2025-10-15
Sampling distribution describes how statistic behaves under repeated sampling from population
Typically cannot repeatedly sample from population, so we obtain bootstrap distribution as approximation of the sampling distribution of the statistic!
At the end of this procedure, we will have a distribution of resample or bootstrap statistics
In our original sample of \(n = 10\), we had \(\widehat{p_{obs}} = 0.7\).
We have the following bootstrap distribution of sample proportions, obtained from \(B=\) 5000 iterations:

We can compare to the true sampling distribution (because it’s easy for me to re-sample from the population here):

Great…but what do we do with the bootstrap distribution?
Recall our research question: What proportion of STAT 201A pronounced as Middle-“berry”?
Could respond using our single point estimate: \(\hat{p_{obs}} = 0.7\)
But due to variability, we recognize that the point estimate will rarely (if ever) equal population parameter
Rather than report a single number, why not report a range of values?
This is only possible if we have a sampling distribution to work with!!
Analogy: would you rather go fishing with a single pole or a large net?
A confidence interval provides such a range of plausible values for the parameter (more rigorous definition coming soon)

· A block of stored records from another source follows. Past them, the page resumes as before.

//! Telemetry configuration.

/// Log output format.
#[derive(Debug, Clone, Copy, Default, PartialEq, Eq)]
pub enum LogFormat {
    /// Structured JSON output (production).
    #[default]
    Json,
    /// Human-readable pretty output (development).
    Pretty,
}

impl LogFormat {
    /// Parse from string.
    pub fn parse(s: &str) -> Option<Self> {
        match s.to_lowercase().as_str() {
            "json" => Some(Self::Json),
            "pretty" => Some(Self::Pretty),
            _ => None,
        }
    }
}

/// Telemetry configuration.
#[derive(Debug, Clone)]
pub struct TelemetryConfig {
    /// Service name attached to startup events (default: "fogplane-control").
    pub service_name: String,

    /// Log level filter (default: "info"). `RUST_LOG` takes precedence.
    pub log_level: String,

    /// Log output format.
    pub log_format: LogFormat,
}

impl Default for TelemetryConfig {
    fn default() -> Self {
        Self {
            service_name: "fogplane-control".to_string(),
            log_level: "info".to_string(),
            log_format: LogFormat::Json,
        }
    }
}

impl TelemetryConfig {
    /// Create a new telemetry config with default values.
    pub fn new() -> Self {
        Self::default()
    }

    /// Set the log level.
    pub fn with_log_level(mut self, level: impl Into<String>) -> Self {
        self.log_level = level.into();
        self
    }

    /// Set the log format.
    pub fn with_log_format(mut self, format: LogFormat) -> Self {
        self.log_format = format;
        self
    }
}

“Interval”: specify a lower bound and an upper bound
Confidence intervals are not unique! Depending on the method you use, you might get different intervals
The \(\gamma \times 100\)% bootstrap percentile interval is obtained by finding the bounds of the middle \(\gamma \times 100\)% of the bootstrap distribution
Called “percentile interval” because the bounds are the \((1-\gamma)/2\times100\) and \((1+\gamma)/2\times 100\) percentiles of the bootstrap distribution
quantile() function in R gives us easy way to obtain percentiles: quantile(x, p) gives us \(p\)-th percentile of xOur 90% bootstrap CI for \(p\): (0.5, 0.9). Does this mean there is a 90% chance/probability that the true proportion lies in the interval?
Answer: NO
Remember: bootstrap distribution is based on our original sample
What a confidence interval (CI) represents: if we take many independent repeated samples from this population using the same method and calculate a \(\gamma \times 100\) % CI for the parameter in the exact same way, then in theory, \(\gamma \times 100\) % of these intervals should capture/contain the parameter
\(\gamma\) represents the long-run proportion of CIs that theoretically contain the true parameter
However, in real life we never know if any particular interval(s) actually do!

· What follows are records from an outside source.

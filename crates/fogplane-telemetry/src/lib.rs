//! Observability infrastructure for the fogplane control plane.
//!
//! This crate provides:
//! - Structured JSON logging
//! - Prometheus metrics registry and exposition
//!
//! # Usage
//!
//! ```ignore
//! use fogplane_telemetry::{Telemetry, TelemetryConfig};
//!
//! let config = TelemetryConfig::new().with_log_level("debug");
//! let telemetry = Telemetry::init(config)?;
//! ```

pub mod config;
pub mod logging;
pub mod metrics;
pub mod prometheus;

pub use config::{LogFormat, TelemetryConfig};
pub use logging::events;
pub use metrics::MetricsRegistry;
pub use prometheus::PROMETHEUS_CONTENT_TYPE;

use std::sync::Arc;
use thiserror::Error;

/// Telemetry errors.
#[derive(Debug, Error)]
pub enum TelemetryError {
    /// Failed to initialize logging.
    #[error("failed to initialize logging: {0}")]
    LoggingInit(String),
}

/// Main telemetry handle.
///
/// Holds the metrics registry shared by the services and the HTTP layer.
pub struct Telemetry {
    config: TelemetryConfig,
    metrics: Arc<MetricsRegistry>,
}

impl Telemetry {
    /// Initialize telemetry with the given configuration.
    pub fn init(config: TelemetryConfig) -> Result<Self, TelemetryError> {
        logging::init_logging(&config)?;
        Ok(Self::init_without_logging(config))
    }

    /// Initialize telemetry without setting up logging.
    ///
    /// Use this when logging is already initialized (e.g., in tests).
    pub fn init_without_logging(config: TelemetryConfig) -> Self {
        Self {
            config,
            metrics: Arc::new(MetricsRegistry::new()),
        }
    }

    /// Get the telemetry configuration.
    pub fn config(&self) -> &TelemetryConfig {
        &self.config
    }

    /// Get the metrics registry.
    pub fn metrics(&self) -> &Arc<MetricsRegistry> {
        &self.metrics
    }

    /// Get a cloned Arc reference to the metrics registry.
    pub fn metrics_clone(&self) -> Arc<MetricsRegistry> {
        Arc::clone(&self.metrics)
    }

    /// Render metrics in Prometheus text format.
    pub fn render_prometheus(&self) -> String {
        prometheus::render_metrics(&self.metrics)
    }
}
//! Orchestration services.
//!
//! Every public operation opens one store transaction, does all of its writes
//! there and commits once. Work that must not share the primary atomicity
//! boundary (tag fan-out and audit records) is collected in a [`Deferred`] and
//! run after the commit.

mod agents;
mod applications;
mod catalog;
mod change_tracking;
mod events;
mod extra_hosts;
mod microservices;
mod ports;
mod routing;
mod tags;

#[cfg(test)]
pub(crate) mod testing;

use std::sync::Arc;

use fogplane_telemetry::MetricsRegistry;
use serde::Deserialize;
use uuid::Uuid;

use crate::config::ControlConfig;
use crate::db::{Application, Microservice, NewAuditEvent, Store, StoreTx};
use crate::error::{ControlError, ControlResult};

pub use agents::AgentService;
pub use applications::{ApplicationManifest, ApplicationService, ApplicationView, ManifestRoute};
pub use catalog::CatalogService;
pub use change_tracking::{ChangeEvent, ChangeTracker};
pub use events::EventLog;
pub use extra_hosts::{AddressScope, ExtraHostRequest, ExtraHostResolver, HostTemplate, Resolution};
pub use microservices::{
    CreatedMicroservice, MicroserviceQuery, MicroserviceRequest, MicroserviceService,
    MicroserviceView, Placement, StatusReport,
};
pub use ports::{PortMappingService, PortMappingView, PortRequest, Protocol, PublicLink};
pub use routing::{RouteRequest, RouteUpdate, RoutingService};
pub use tags::{FanOutFailure, FanOutReport, TagFanOut};

/// Who issued an operation.
///
/// CLI callers act with controller privileges. API callers never see system
/// applications or system microservices.
#[derive(Debug, Clone, Copy, PartialEq, Eq)]
pub enum Caller {
    Cli,
    Api,
}

impl Caller {
    pub fn is_privileged(self) -> bool {
        matches!(self, Caller::Cli)
    }
}

/// An application referenced by name or numeric id.
#[derive(Debug, Clone, PartialEq, Eq, Deserialize)]
#[serde(untagged)]
pub enum ApplicationRef {
    Id(i64),
    Name(String),
}

impl ApplicationRef {
    fn as_name(&self) -> String {
        match self {
            Self::Id(id) => id.to_string(),
            Self::Name(name) => name.clone(),
        }
    }

    fn as_id(&self) -> Option<i64> {
        match self {
            Self::Id(id) => Some(*id),
            Self::Name(name) => name.parse().ok(),
        }
    }
}

impl From<&str> for ApplicationRef {
    fn from(name: &str) -> Self {
        Self::Name(name.to_string())
    }
}

/// Resolve an application by name first, then by id.
pub(crate) async fn find_application(
    tx: &mut dyn StoreTx,
    reference: &ApplicationRef,
    caller: Caller,
) -> ControlResult<Application> {
    let mut found = tx.find_application_by_name(&reference.as_name()).await?;
    if found.is_none() {
        if let Some(id) = reference.as_id() {
            found = tx.find_application(id).await?;
        }
    }
    match found {
        Some(app) if caller.is_privileged() || !app.is_system => Ok(app),
        _ => Err(ControlError::not_found(format!(
            "application {} not found",
            reference.as_name()
        ))),
    }
}

/// A live microservice the caller may see. Deleted microservices, and system
/// microservices for unprivileged callers, are reported as not found.
pub(crate) async fn visible_microservice(
    tx: &mut dyn StoreTx,
    uuid: Uuid,
    caller: Caller,
) -> ControlResult<Microservice> {
    let not_found = || ControlError::not_found(format!("microservice {uuid} not found"));
    let microservice = tx.find_microservice(uuid).await?.ok_or_else(not_found)?;
    if microservice.delete {
        return Err(not_found());
    }
    if !caller.is_privileged() && is_system_microservice(tx, &microservice).await? {
        return Err(not_found());
    }
    Ok(microservice)
}

/// A microservice is system when its application is, or when it was built
/// from a `SYSTEM` catalog item.
pub(crate) async fn is_system_microservice(
    tx: &mut dyn StoreTx,
    microservice: &Microservice,
) -> ControlResult<bool> {
    if let Some(app) = tx.find_application(microservice.application_id).await? {
        if app.is_system {
            return Ok(true);
        }
    }
    Ok(match microservice.catalog_item_id {
        Some(id) => tx
            .find_catalog_item(id)
            .await?
            .is_some_and(|item| item.is_system()),
        None => false,
    })
}

/// Work that runs after the primary transaction commits.
#[derive(Debug, Default)]
pub(crate) struct Deferred {
    fan_out: Vec<(Uuid, Vec<i64>)>,
    audit: Vec<NewAuditEvent>,
}

impl Deferred {
    /// Advance the publishers of `tags`, newly subscribed by `subscriber`.
    pub(crate) fn fan_out(&mut self, subscriber: Uuid, tags: Vec<i64>) {
        if !tags.is_empty() {
            self.fan_out.push((subscriber, tags));
        }
    }

    pub(crate) fn audit(
        &mut self,
        action: &str,
        resource_kind: &str,
        resource_id: impl ToString,
        detail: serde_json::Value,
    ) {
        self.audit.push(NewAuditEvent {
            action: action.to_string(),
            resource_kind: resource_kind.to_string(),
            resource_id: resource_id.to_string(),
            detail,
        });
    }
}

/// Shared handles every service is built from.
#[derive(Clone)]
pub struct Services {
    store: Arc<dyn Store>,
    config: Arc<ControlConfig>,
    metrics: Arc<MetricsRegistry>,
    events: EventLog,
}

impl Services {
    pub fn new(store: Arc<dyn Store>, config: ControlConfig, metrics: Arc<MetricsRegistry>) -> Self {
        let events = EventLog::new(Arc::clone(&store), Arc::clone(&metrics));
        Self {
            store,
            config: Arc::new(config),
            metrics,
            events,
        }
    }

    /// Replace the audit log (e.g. with [`EventLog::disabled`]).
    pub fn with_event_log(mut self, events: EventLog) -> Self {
        self.events = events;
        self
    }

    pub fn store(&self) -> &Arc<dyn Store> {
        &self.store
    }

    pub fn config(&self) -> &ControlConfig {
        &self.config
    }

    pub fn metrics(&self) -> &Arc<MetricsRegistry> {
        &self.metrics
    }

    pub fn events(&self) -> &EventLog {
        &self.events
    }

    pub fn tracker(&self) -> ChangeTracker {
        ChangeTracker::new(Arc::clone(&self.store), Arc::clone(&self.metrics))
    }

    pub fn ports(&self) -> PortMappingService {
        PortMappingService::new(Arc::clone(&self.config))
    }

    pub fn extra_hosts(&self) -> ExtraHostResolver {
        ExtraHostResolver::new(self.tracker(), Arc::clone(&self.metrics))
    }

    pub fn tags(&self) -> TagFanOut {
        TagFanOut::new(
            Arc::clone(&self.store),
            self.tracker(),
            Arc::clone(&self.metrics),
        )
    }

    pub fn routing(&self) -> RoutingService {
        RoutingService::new(self.clone())
    }

    pub fn microservices(&self) -> MicroserviceService {
        MicroserviceService::new(self.clone())
    }

    pub fn applications(&self) -> ApplicationService {
        ApplicationService::new(self.clone())
    }

    pub fn agents(&self) -> AgentService {
        AgentService::new(self.clone())
    }

    pub fn catalog(&self) -> CatalogService {
        CatalogService::new(self.clone())
    }

    /// Run post-commit work. Never fails.
    pub(crate) async fn finish(&self, deferred: Deferred) {
        let tags = self.tags();
        for (subscriber, tag_ids) in deferred.fan_out {
            tags.propagate(subscriber, &tag_ids).await;
        }
        self.events.record(deferred.audit).await;
    }

    /// Count an operation outcome.
    pub(crate) fn observe<T>(&self, operation: &str, result: &ControlResult<T>) {
        self.metrics.record_operation(operation, result.is_ok());
    }
}

#[cfg(test)]
mod tests {
    use super::testing::*;
    use super::*;

    #[tokio::test]
    async fn application_ref_resolves_name_before_id() {
        let services = services();
        let first = create_app(&services, "app1").await;
        // An application literally named after the first one's id
        let named = create_app(&services, &first.id.to_string()).await;

        let mut tx = services.store().begin().await.unwrap();
        let by_id = find_application(&mut *tx, &ApplicationRef::Id(first.id), Caller::Cli)
            .await
            .unwrap();
        assert_eq!(by_id.id, named.id);

        let by_name = find_application(&mut *tx, &"app1".into(), Caller::Cli)
            .await
            .unwrap();
        assert_eq!(by_name.id, first.id);
    }

    #[tokio::test]
    async fn system_applications_are_hidden_from_api_callers() {
        let services = services();
        let system = services
            .applications()
            .create(
                ApplicationManifest::named("system-app").system(),
                Caller::Cli,
            )
            .await
            .unwrap();

        let mut tx = services.store().begin().await.unwrap();
        let err = find_application(&mut *tx, &"system-app".into(), Caller::Api)
            .await
            .unwrap_err();
        assert!(matches!(err, ControlError::NotFound(_)));
        assert!(find_application(&mut *tx, &ApplicationRef::Id(system.application.id), Caller::Cli)
            .await
            .is_ok());
    }

    #[test]
    fn application_ref_deserializes_ids_and_names() {
        let id: ApplicationRef = serde_json::from_str("7").unwrap();
        let name: ApplicationRef = serde_json::from_str("\"app1\"").unwrap();
        assert_eq!(id, ApplicationRef::Id(7));
        assert_eq!(name, ApplicationRef::Name("app1".into()));
    }
}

Correct interpretation (generic) of our interval \((a,b)\): We are \(\gamma \times 100\) % confident that the population parameter is between \(a\) and \(b\).
Interpret our bootstrap CI in context
Again: why is this interpretation incorrect? “There is a 90% chance/probability that the true parameter value lies in the interval.”
What is a virtue of a “good” confidence interval?
How do you expect the interval to change as the original sample size \(n\) changes?
How do you expect the interval to change as level of confidence \(\gamma\) changes?
Comparing changes in 90% bootstrap CI for sample sizes \(n = 5, 10, \text{ and } 20\).

| n | interval |
|---|---|
| n = 5 | (0, 0.8) |
| n = 10 | (0.5, 0.9) |
| n = 20 | (0.35, 0.75) |
What do you notice about the bootstrap distributions and CIs as \(n\) increases?
Live code:
in-line code
setting a seed
You will investigate what happens as we move \(\gamma\) between \(0\) to \(1\)!
In-line code allows us to be reproducible! Suppose I do all this analysis:
[1] 0.7
I might want to report this value! Rather than “hard-code” the value 0.7 in the white text of my .qmd, I want the .qmd to update the value dynamically upon rendering!
.qmd file 
Rendered PDF 
When we do random sampling, how can we reproduce our results? By setting a seed!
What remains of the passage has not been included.